If you do not want the Library Refresh perform the tasks listed above, disable the post-Update phase of the Electronic Update. (Note that disabling this phase also impacts the Electronic Update.) The Library Refresh still updates the Data Library tables with new vulnerability data and information that maps the new vulnerabilities to component versions.

Additional Configuration Required for Email Notifications

Email notifications of alerts require that an email server be configured for Code Insight. For more information, see Configuring an Email Server.

Additional Configuration Required for Remediation-Task Creation

The creation of a remediation task for an inventory item that is automatically rejected due to its association with a given new vulnerability is based on the policy profile assigned to the inventory’s project and on the project’s Review and Remediation settings. The policy profile sets the vulnerability severity and CVSS-score thresholds that, if exceeded, automatically reject inventory associated with a given new vulnerability (see the “Policy Details Window” section in the Code Insight User Guide). However, the project’s review and remediation settings actually enable the Library Refresh to create remediation tasks for the rejected inventory, as described next.

Project Options for Automatic Creation of Remediation Tasks

Ensure that the following Review and Remediation options are selected for any projects for which you want the Library Refresh to create remediation tasks for inventory rejected due to vulnerability policies.

note

Refer to the “Updating Inventory Review and Remediation Settings for a Project” section in the Code Insight User Guide for information about accessing and defining these options for existing individual projects. Also see Setting Project Defaults in this guide for information about accessing and defining these options as system-wide defaults for all new projects.
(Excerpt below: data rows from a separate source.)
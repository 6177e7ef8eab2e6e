// src/process/mod.rs

//! Simulated processes and the process-definition loader.
//!
//! - [`record`] holds the [`Process`] type: identity, register file, program
//!   counter, quantum, lifecycle status and loop-detection bookkeeping.
//! - [`loader`] parses process-definition files (and any per-process
//!   instruction files they reference) into an ordered `Vec<Process>`.

pub mod loader;
pub mod record;

pub use loader::{LoaderOptions, load_processes, parse_processes};
pub use record::{DEFAULT_QUANTUM, NO_JUMP, Process, Snapshot};
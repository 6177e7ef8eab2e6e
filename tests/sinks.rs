// tests/sinks.rs

mod common;
use crate::common::builders::ProcessBuilder;
use crate::common::{init_tracing, RecordingSink};

use std::fs;

use tempfile::tempdir;

use procplanner::logging::resolve_level;
use procplanner::cli::LogLevel;
use procplanner::scheduler::{Scheduler, SchedulerPolicy};
use procplanner::sink::{DiagnosticSink, FanoutSink, LogFileSink, NullSink, Severity, TracingSink};
use procplanner::types::ProcessStatus;

#[test]
fn log_file_sink_writes_prefixed_lines() {
    let dir = tempdir().unwrap();
    let path = dir.path().join("logs").join("sim.log");

    let mut sink = LogFileSink::create(&path).unwrap();
    sink.info("context switch: pid 1 Ready -> Executing");
    sink.error("pid 1 at pc 0: syntax error: \"FOO\"");
    assert!(sink.is_healthy());
    sink.close().unwrap();

    let contents = fs::read_to_string(&path).unwrap();
    assert_eq!(
        contents,
        "[INFO] context switch: pid 1 Ready -> Executing\n[ERROR] pid 1 at pc 0: syntax error: \"FOO\"\n"
    );
}

#[test]
fn log_file_is_flushed_on_drop() {
    let dir = tempdir().unwrap();
    let path = dir.path().join("sim.log");

    {
        let mut sink = LogFileSink::create(&path).unwrap();
        sink.emit(Severity::Info, "hello");
    }

    assert_eq!(fs::read_to_string(&path).unwrap(), "[INFO] hello\n");
}

#[test]
fn log_file_sink_create_fails_when_parent_is_a_file() {
    let dir = tempdir().unwrap();
    let blocker = dir.path().join("file");
    fs::write(&blocker, "x").unwrap();

    // A regular file cannot act as a parent directory.
    assert!(LogFileSink::create(blocker.join("sim.log")).is_err());
}

#[test]
fn fanout_forwards_to_every_sink() {
    init_tracing();
    let dir = tempdir().unwrap();
    let path = dir.path().join("fan.log");

    let mut fanout = FanoutSink::new()
        .with(TracingSink)
        .with(NullSink)
        .with(LogFileSink::create(&path).unwrap());
    assert_eq!(fanout.len(), 3);

    fanout.info("one");
    fanout.error("two");
    drop(fanout);

    assert_eq!(fs::read_to_string(&path).unwrap(), "[INFO] one\n[ERROR] two\n");
}

#[test]
fn simulation_log_matches_recorded_diagnostics() {
    let dir = tempdir().unwrap();
    let path = dir.path().join("run.log");

    let p = ProcessBuilder::new(1).quantum(2).instrs(&["INC AX", "BAD"]).build();
    let mut recorded = RecordingSink::new();
    {
        let mut file_sink = LogFileSink::create(&path).unwrap();
        let mut both = file_sink_adapter(&mut file_sink, &mut recorded);
        let mut sched = Scheduler::new(vec![p], SchedulerPolicy::default());
        sched.run(&mut both);
    }

    let lines: Vec<String> = fs::read_to_string(&path)
        .unwrap()
        .lines()
        .map(str::to_string)
        .collect();
    let expected: Vec<String> = recorded
        .entries
        .iter()
        .map(|(severity, msg)| format!("[{severity}] {msg}"))
        .collect();
    assert_eq!(lines, expected);
    assert_eq!(lines.last().map(String::as_str), Some("[INFO] all processes finished"));
    assert_eq!(recorded.errors().len(), 1);
}

#[cfg(unix)]
#[test]
fn failing_log_file_is_disabled_and_the_run_continues() {
    init_tracing();
    let p = ProcessBuilder::new(1).quantum(1).instrs(&["INC AX", "INC AX"]).build();
    let mut sink = LogFileSink::create("/dev/full").unwrap();
    let mut sched = Scheduler::new(vec![p], SchedulerPolicy::default());

    let visits = sched.run_with_visits(&mut sink);

    assert!(!sink.is_healthy());
    assert_eq!(visits.len(), 2);
    let p = &sched.processes()[0];
    assert_eq!(p.ax, 2);
    assert_eq!(p.status, ProcessStatus::Finished);
    assert!(sched.all_finished());
}

/// Writes every message to both sinks.
fn file_sink_adapter<'a>(
    file: &'a mut LogFileSink,
    recorded: &'a mut RecordingSink,
) -> impl DiagnosticSink + 'a {
    struct Both<'a>(&'a mut LogFileSink, &'a mut RecordingSink);

    impl DiagnosticSink for Both<'_> {
        fn info(&mut self, msg: &str) {
            self.0.info(msg);
            self.1.info(msg);
        }

        fn error(&mut self, msg: &str) {
            self.0.error(msg);
            self.1.error(msg);
        }
    }

    Both(file, recorded)
}

#[test]
fn log_level_priority() {
    assert_eq!(resolve_level(Some(LogLevel::Debug), Some("error")), tracing::Level::DEBUG);
    assert_eq!(resolve_level(None, Some(" Warning ")), tracing::Level::WARN);
    assert_eq!(resolve_level(None, Some("nonsense")), tracing::Level::INFO);
    assert_eq!(resolve_level(None, None), tracing::Level::INFO);
}
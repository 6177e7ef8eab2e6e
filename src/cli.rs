// src/cli.rs

//! CLI argument parsing using `clap`.

use std::path::PathBuf;

use clap::{Parser, ValueEnum};

/// Command-line arguments for `procplanner`.
#[derive(Debug, Clone, Parser)]
#[command(
    name = "procplanner",
    version,
    about = "Simulate round-robin scheduling of synthetic processes.",
    long_about = None
)]
pub struct CliArgs {
    /// Path to the process-definition file.
    #[arg(short = 'f', long = "file", value_name = "PATH")]
    pub file: PathBuf,

    /// Path to the config file (TOML).
    ///
    /// Default: `Procplanner.toml` in the current working directory, if it
    /// exists; built-in defaults otherwise.
    #[arg(long, value_name = "PATH")]
    pub config: Option<PathBuf>,

    /// Also write simulation diagnostics to this file (overrides `[log].file`).
    #[arg(long, value_name = "PATH")]
    pub log_file: Option<PathBuf>,

    /// Logging level (error, warn, info, debug, trace).
    ///
    /// If omitted, `PROCPLANNER_LOG` or a default level will be used.
    #[arg(long, value_enum, value_name = "LEVEL")]
    pub log_level: Option<LogLevel>,

    /// Repeated-jump threshold (overrides `[simulation].repeated_jump_threshold`).
    #[arg(long, value_name = "N")]
    pub threshold: Option<u32>,

    /// Load and print processes, but don't run the simulation.
    #[arg(long)]
    pub dry_run: bool,
}

/// Log level as exposed on the CLI.
#[derive(Debug, Copy, Clone, ValueEnum)]
pub enum LogLevel {
    Error,
    Warn,
    Info,
    Debug,
    Trace,
}

/// Convenience wrapper around `CliArgs::parse()`.
pub fn parse() -> CliArgs {
    CliArgs::parse()
}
  • In the Automated Review Options section of Review and Remediation settings for a project, select Automatically reject inventory items impacted by a new vulnerability that violates your policy.

    • If you do not want the Library Refresh to reject inventory associated with vulnerabilities that violate policy, do not select this option. Remediation tasks are not created during the Library Refresh. (That is, the option selected for Remediation Options is ignored by the Library Refresh.)
    note

    Keep in mind that the option you select in the Automated Review Options section also applies to new vulnerabilities discovered during an Electronic Update.

  • In the Remediation Options section of Review and Remediation settings for a project, select either Automatically create a remediation task or Automatically create a remediation task and external work item.

    • If you do not want the Library Refresh to create remediation tasks for inventory rejected by policy, select Send an email notification to the project contact or Do nothing.
    note

    Keep in mind that the option you select in the Remediation Options section also applies to the automatic creation of remedial tasks for inventory rejected by any policy during an Electronic Update, a scan, or the manual publication of inventory by an analyst.